Change

Hello again.  This next installment of the Dinner Diaries does not have a recipe.  While I’ve been cooking a good bit, it’s been nothing blog-worthy.  I will spare you the cheese toast and PBJ recipes!  Today’s blog is about what’s been going on in my heart and head lately.  The word for today is CHANGE.  For some, a very scary word.  For others, an exciting one!  It’s both to me.  Lately I’ve been experiencing a lot of change in my life.  Some of it has been exciting (getting married, moving to a new city, making new friends, starting grad school).  Other change has been scary and uncomfortable (moving away from a great community, finding a new job, etc.).  In times of change we are vulnerable.  I think the devil often uses times of change as a way to sneak into our heads and try to trip us up.  I’ve experienced this recently.  

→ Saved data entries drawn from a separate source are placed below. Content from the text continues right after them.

use anyhow::{Context, Result, anyhow};
use clap::{Parser, ValueEnum};
use sprite_snake::game::GameConfig;
use sprite_snake::modes::{HeadlessMode, HumanMode};
use std::fs::File;
use std::path::PathBuf;
use std::sync::Mutex;
use tracing::Level;

#[derive(Parser)]
#[command(name = "sprite-snake")]
#[command(version, about = "Fixed-timestep grid snake")]
struct Cli {
    /// Execution mode
    #[arg(long, default_value = "play")]
    mode: Mode,

    /// JSON game configuration; flags below override it
    #[arg(long)]
    config: Option<PathBuf>,

    /// Grid width in cells
    #[arg(long)]
    width: Option<u8>,

    /// Grid height in cells
    #[arg(long)]
    height: Option<u8>,

    /// Frames between movement ticks
    #[arg(long)]
    frame_delay: Option<u16>,

    /// Fixed RNG seed instead of platform entropy
    #[arg(long)]
    seed: Option<u16>,

    /// Display frames per second in play mode
    #[arg(long, default_value = "60")]
    fps: u32,

    /// Frames to simulate in headless mode
    #[arg(long, default_value = "600")]
    frames: u64,

    /// Write logs to this file
    #[arg(long)]
    log_file: Option<PathBuf>,

    /// Maximum log level
    #[arg(long, default_value = "info")]
    log_level: Level,
}

#[derive(Clone, Copy, PartialEq, Eq, ValueEnum)]
enum Mode {
    /// Play in the terminal
    Play,
    /// Simulate without a display and print the final state as JSON
    Headless,
}

fn setup_logging(cli: &Cli) -> Result<()> {
    match &cli.log_file {
        Some(path) => {
            let file = File::create(path)
                .with_context(|| format!("Failed to create log file {:?}", path))?;
            tracing_subscriber::fmt()
                .with_max_level(cli.log_level)
                .with_ansi(false)
                .with_writer(Mutex::new(file))
                .init();
        }
        // the terminal owns stderr while playing
        None if cli.mode == Mode::Play => {}
        None => {
            tracing_subscriber::fmt()
                .with_max_level(cli.log_level)
                .compact()
                .with_writer(std::io::stderr)
                .init();
        }
    }
    Ok(())
}

fn load_config(cli: &Cli) -> Result<GameConfig> {
    let mut config = match &cli.config {
        Some(path) => GameConfig::from_json_file(path)?,
        None => GameConfig::default(),
    };

    if let Some(width) = cli.width {
        config.grid_width = width;
    }
    if let Some(height) = cli.height {
        config.grid_height = height;
    }
    if let Some(frame_delay) = cli.frame_delay {
        config.frame_delay = frame_delay;
    }
    if cli.seed.is_some() {
        config.seed = cli.seed;
    }

    config
        .validate()
        .map_err(|e| anyhow!("Invalid configuration: {}", e))?;
    Ok(config)
}

fn main() -> Result<()> {
    let cli = Cli::parse();
    setup_logging(&cli)?;

    let config = load_config(&cli)?;

    // Dispatch to appropriate mode
    match cli.mode {
        Mode::Play => {
            let mut human_mode = HumanMode::new(config, cli.fps);
            human_mode.run()?;
        }
        Mode::Headless => {
            let state = HeadlessMode::new(config, cli.frames).run()?;
            let json =
                serde_json::to_string_pretty(&state).context("Failed to serialize game state")?;
            println!("{}", json);
        }
    }

    Ok(())
}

Example 1:  I see pictures on instagram of my friends doing fun things without me and I get jealous.  I think, “Do they not miss me or care about me anymore?  Have they moved on from our friendship?”  Of course this is a totally ridiculous thought.  OF COURSE they still care about me…I just live in Nashville and they know I can’t make a 9-hour drive to come hang out every weekend, so they don’t invite me.  

Example 2:  I read all of the accomplishments and background stories of my new classmates online and become intimidated.  I think, “am I intelligent enough to sit in class with these people?  Do I have anything to bring to the table?  They all seem so smart and have accomplished so much!”  Again, a very silly thought.  OF COURSE I can hang with them.  I took the same tests, filled out the same applications, and got accepted just like everyone else.  

These thoughts prove that I am not fully trusting in God during these times of change.   There’s a quote I see a lot that is very applicable:  “Comparison is the thief of joy.”  So true!  So as I’m floundering in my worry about all kinds of things in my life, I wake up this morning to 64 degree sunshine.  Glorious!  I take my coffee outside and read the Jesus Calling devotion for today.  It was so relevant:

 “I AM YOURS FOR ALL ETERNITY. I am the Alpha and the Omega: the One who is and was and is to come. The world you inhabit is a place of constant changes—more than your mind can absorb without going into shock. Even the body you inhabit is changing relentlessly, in spite of modern science’s attempts to prolong youth and life indefinitely. I, however, am the same yesterday and today and forever. Because I never change, your relationship with Me provides a rock-solid foundation for your life. I will never leave your side. When you move on from this life to the next, My Presence beside you will shine brighter with each step. You have nothing to fear, because I am with you for all time and throughout eternity.”

We need not fear or worry, because while our lives are always changing, God is constant.